En cualquier caso, la brevedad del mensaje ofrece también cantidad de interpretaciones. No parece obra del rey ni de cualquiera de sus redactores habituales, porque la verborrea incontenible de Juan Carlos no se para en un adverbio de negación. Un discurso real requeriría de la fachada entera del palacio, las cuatro caras del paralepípedo real más todos los balcones y eso apenas le daría para el prólogo. Aunque sólo fuese a pedir perdón nuevamente, para llamar más la atención que los monaguillos del PSOE en ese video de Muchachada Nui: NO LO VOLVERÉ A HACER MÁS.

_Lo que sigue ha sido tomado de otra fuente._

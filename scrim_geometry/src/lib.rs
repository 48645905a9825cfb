// Copyright 2025 the Scrim Authors
// SPDX-License-Identifier: Apache-2.0 OR MIT

//! Scrim Geometry: integer screen rectangles and pure placement math for overlay surfaces.
//!
//! ## Overview
//!
//! Overlay surfaces (a draggable bubble, its menu, transient panels, a
//! full-screen inspector layer) live in screen-absolute integer pixel
//! coordinates, because that is what the externally owned UI tree reports
//! for its node bounds. Raw touch input, however, arrives as floating-point
//! positions. This crate provides both halves:
//!
//! - [`ScreenRect`]: an integer, screen-absolute AABB with normalizing
//!   constructors and the usual containment/clamping queries.
//! - [`ScreenMetrics`]: screen size plus density, with [`ScreenMetrics::dp`]
//!   for converting density-independent constants to pixels. Metrics are
//!   meant to be read per computation, not cached across a rotation.
//! - The placement laws in [`place`]: tolerant point-in-rect checks, the
//!   post-drag edge snap, anchored placement for a panel hugging a moving
//!   anchor, flip-and-clamp popup placement at a tap point, and centered
//!   fractional panels.
//!
//! Every function here is stateless and total: degenerate inputs (zero-size
//! rects, anchors off screen, panels larger than the screen) clamp to the
//! nearest valid non-negative result rather than producing out-of-range
//! coordinates.
//!
//! ## Minimal example
//!
//! ```
//! use scrim_geometry::{ScreenRect, ScreenMetrics, place};
//!
//! let screen = ScreenMetrics::new(1080, 2000, 2.0);
//! let bubble = ScreenRect::from_origin_size(900, 300, 60, 60);
//!
//! // Released on the right half of the screen: snap to the right edge.
//! let snapped = place::snap_target(bubble, &screen);
//! assert_eq!(snapped.left(), 1020);
//! assert_eq!(snapped.top(), 300);
//! ```
//!
//! This crate is `no_std`.

#![no_std]

mod metrics;
mod rect;
pub mod place;

pub use metrics::ScreenMetrics;
pub use rect::ScreenRect;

El problema es, precisamente, ese NO solitario, intransitivo, desafiante, obsceno, espectacular. ¿Es un NO de apoyo a la ciudadanía harta de recortes y desahucios? ¿Es un NO de desprecio, monárquico y altivo? ¿O es más bien un NO intemporal, intempestivo, un NO –podríamos decir– metafísico? El NO ha ondeado durante cierto tiempo de una de las pestañas esenciales de la nación como un platillo volante, una alucinación, un espectro, subrayando la irrealidad esencial de nuestra situación, el agobio generalizado ante un gobierno degenerado y una clase política inhumana, incapaz y mostrenca. Es un NO que suena a grito, a berrido, a silencioso alarido de guerra. Colgado del Palacio Real, que pega casi de frente al Senado (otro edificio fantasmagórico más no poder) y directamente al Teatro Real (que por algo tiene la forma exacta de un ataúd) es un NO completamente irreal en medio de un decorado demasiado real para ser cierto, al menos por mucho tiempo más. Irreal como nuestra santa paciencia.